- PROBLEM STATEMENT
Stop after the line containing "#[serde(default)]"; retype every line of the data before it exactly, starting from the first.

- EXERCISE MATERIAL
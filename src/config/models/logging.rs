//! Logging configuration

use serde::{Deserialize, Serialize};

/// Log output format
#[derive(Debug, Clone, Copy, PartialEq, Eq, Serialize, Deserialize, Default)]
#[serde(rename_all = "lowercase")]
pub enum LogFormat {
    /// Human-readable lines
    #[default]
    Text,
    /// One JSON object per event
    Json,
}

/// Logging configuration
#[derive(Debug, Clone, Serialize, Deserialize)]
pub struct LoggingConfig {
    /// Default filter directive, overridden by `RUST_LOG`
    #[serde(default = "default_log_level")]
    pub level: String,
    /// Output format
    #[serde(default)]
    pub format: LogFormat,
}

impl Default for LoggingConfig {
    fn default() -> Self {
        Self {
            level: default_log_level(),
            format: LogFormat::default(),
        }
    }
}

impl LoggingConfig {
    /// Validate logging configuration
    pub fn validate(&self) -> Result<(), String> {
        if self.level.trim().is_empty() {
            return Err("Log level cannot be empty".to_string());
        }
        Ok(())
    }
}

fn default_log_level() -> String {
    "info".to_string()
}
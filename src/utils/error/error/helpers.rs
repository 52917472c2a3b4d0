//! Helper functions for creating specific error types

use super::types::RegistryError;

/// Helper functions for creating specific errors
impl RegistryError {
    pub fn missing_input<S: Into<String>>(message: S) -> Self {
        Self::MissingInput(message.into())
    }

    pub fn parse<S: Into<String>>(message: S) -> Self {
        Self::Parse(message.into())
    }

    pub fn validation<S: Into<String>>(message: S) -> Self {
        Self::Validation(message.into())
    }

    pub fn bad_request<S: Into<String>>(message: S) -> Self {
        Self::BadRequest(message.into())
    }

    pub fn not_found<S: Into<String>>(message: S) -> Self {
        Self::NotFound(message.into())
    }

    pub fn internal<S: Into<String>>(message: S) -> Self {
        Self::Internal(message.into())
    }

    pub fn config<S: Into<String>>(message: S) -> Self {
        Self::Config(message.into())
    }

    /// Whether the error was caused by the client's input rather than the service
    pub fn is_client_error(&self) -> bool {
        matches!(
            self,
            Self::MissingInput(_)
                | Self::Parse(_)
                | Self::PayloadTooLarge(_)
                | Self::Validation(_)
                | Self::BadRequest(_)
                | Self::NotFound(_)
        )
    }
}
use sea_orm::entity::prelude::*;
use serde::{Deserialize, Serialize};

/// Beneficiary record database model
#[derive(Clone, Debug, PartialEq, DeriveEntityModel, Eq, Serialize, Deserialize)]
#[sea_orm(table_name = "records")]
pub struct Model {
    #[sea_orm(primary_key, auto_increment = false)]
    pub id: Uuid,

    /// Owning batch
    pub batch_id: Uuid,

    /// 1-based data row in the source file
    pub row_number: i32,

    pub run: String,
    pub check_digit: String,
    pub first_names: String,
    pub paternal_surname: String,
    pub maternal_surname: String,
    pub birth_date: Date,
    pub gender: String,
    pub tier: String,

    /// Copy of the owning batch's cut-date
    pub cut_date: Date,

    pub facility_code: String,
    pub facility_name: String,
    pub origin_facility_code: String,
    pub origin_facility_name: String,
    pub origin_commune_code: String,
    pub origin_commune_name: String,
    pub destination_facility_code: String,
    pub destination_facility_name: String,
    pub destination_commune_code: String,
    pub destination_commune_name: String,

    pub transferred_in: bool,
    pub transferred_out: bool,
    pub newly_enrolled: bool,
    pub previously_blocked: bool,
    pub rejected_ineligible: bool,
    pub rejected_deceased: bool,
    pub authorized: bool,

    /// Accepted/rejected label as written in the file
    pub outcome: String,
    pub rejection_reason: String,

    pub created_at: DateTimeWithTimeZone,
}

/// Record entity relations
#[derive(Copy, Clone, Debug, EnumIter, DeriveRelation)]
pub enum Relation {
    /// Belongs to batch relation
    #[sea_orm(
        belongs_to = "super::batch::Entity",
        from = "Column::BatchId",
        to = "super::batch::Column::Id",
        on_delete = "Cascade"
    )]
    Batch,
}

impl Related<super::batch::Entity> for Entity {
    fn to() -> RelationDef {
        Relation::Batch.def()
    }
}

impl ActiveModelBehavior for ActiveModel {}
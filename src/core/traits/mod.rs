//! Core traits module
//!
//! Contains the abstract interfaces the core depends on

pub mod store;

pub use store::*;
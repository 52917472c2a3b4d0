//! Batch ingestor

use super::clock::{Clock, SystemClock};
use super::parser::parse_csv;
use crate::config::models::ingest::{FieldPolicy, IngestConfig};
use crate::core::models::{Batch, NewBatch};
use crate::core::normalizer::{NormalizeContext, RawRow, RowNormalizer, summarize};
use crate::core::traits::RegistryStore;
use crate::utils::error::{RegistryError, Result};
use std::sync::Arc;
use tracing::{debug, info, warn};
use uuid::Uuid;

/// Longest filename a batch can carry
pub const MAX_FILENAME_LEN: usize = 255;

/// Filename recorded when the upload did not name its file
pub const UNNAMED_UPLOAD: &str = "upload.csv";

/// Turns uploaded cut files into persisted batches
#[derive(Clone)]
pub struct BatchIngestor {
    store: Arc<dyn RegistryStore>,
    config: IngestConfig,
    clock: Arc<dyn Clock>,
    normalizer: RowNormalizer,
}

impl BatchIngestor {
    /// Create an ingestor using the wall clock
    pub fn new(store: Arc<dyn RegistryStore>, config: IngestConfig) -> Self {
        let normalizer = RowNormalizer::new(config.birth_date_format.clone());
        Self {
            store,
            config,
            clock: Arc::new(SystemClock),
            normalizer,
        }
    }

    /// Replace the time source
    pub fn with_clock(mut self, clock: Arc<dyn Clock>) -> Self {
        self.clock = clock;
        self
    }

    /// Ingestion settings in effect
    pub fn config(&self) -> &IngestConfig {
        &self.config
    }

    /// Ingest one uploaded file.
    ///
    /// Nothing is persisted unless the whole file parses and every record is
    /// stored.
    pub async fn ingest(&self, filename: &str, content: &[u8]) -> Result<Batch> {
        let filename = filename.trim();
        if filename.is_empty() && content.is_empty() {
            return Err(RegistryError::missing_input("No file was uploaded"));
        }
        let filename = if filename.is_empty() { UNNAMED_UPLOAD } else { filename };
        if filename.chars().count() > MAX_FILENAME_LEN {
            return Err(RegistryError::validation(format!(
                "Filename cannot exceed {} characters",
                MAX_FILENAME_LEN
            )));
        }

        let parsed = parse_csv(content, self.config.delimiter_byte())?;
        debug!("Parsed {} rows from {}", parsed.len(), filename);

        let header = NewBatch::new(filename, self.clock.today(), self.clock.now());
        let ctx = NormalizeContext {
            batch_id: header.id,
            cut_date: header.cut_date,
            created_at: header.created_at,
        };

        let mut records = Vec::with_capacity(parsed.len());
        let mut issues = Vec::new();
        for (i, data) in parsed.rows.iter().enumerate() {
            let row = RawRow::new(&parsed.headers, data, i + 1);
            let normalized = self.normalizer.normalize(&row, &ctx);
            issues.extend(normalized.issues);
            records.push(normalized.record);
        }

        if !issues.is_empty() {
            let sample = summarize(&issues, self.config.issue_sample_size);
            match self.config.field_policy {
                FieldPolicy::Strict => {
                    return Err(RegistryError::validation(format!(
                        "{} malformed field(s) in {}: {}",
                        issues.len(),
                        filename,
                        sample
                    )));
                }
                FieldPolicy::Lenient => {
                    warn!(
                        "Defaulted {} malformed field(s) in {}: {}",
                        issues.len(),
                        filename,
                        sample
                    );
                }
            }
        }

        let batch = self
            .store
            .create_batch_with_records(header, records, self.config.insert_chunk_size)
            .await?;

        info!(
            "Ingested batch {} ({}) with {} records for cut-date {}",
            batch.id, batch.filename, batch.total_records, batch.cut_date
        );
        Ok(batch)
    }

    /// Delete a batch and every record it owns
    pub async fn delete_batch(&self, id: Uuid) -> Result<()> {
        match self.store.delete_batch(id).await? {
            Some(removed) => {
                info!("Deleted batch {} and {} records", id, removed);
                Ok(())
            }
            None => Err(RegistryError::not_found(format!("Batch {} not found", id))),
        }
    }
}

- RESPONSE TO THE TASK
filename src/config/models/logging.rs
//! Logging configuration

use serde::{Deserialize, Serialize};

/// Log output format
#[derive(Debug, Clone, Copy, PartialEq, Eq, Serialize, Deserialize, Default)]
#[serde(rename_all = "lowercase")]
pub enum LogFormat {
    /// Human-readable lines
    #[default]
    Text,
    /// One JSON object per event
    Json,
}

/// Logging configuration
#[derive(Debug, Clone, Serialize, Deserialize)]
pub struct LoggingConfig {
    /// Default filter directive, overridden by `RUST_LOG`
    #[serde(default = "default_log_level")]
    pub level: String,
    /// Output format
    #[serde(default)]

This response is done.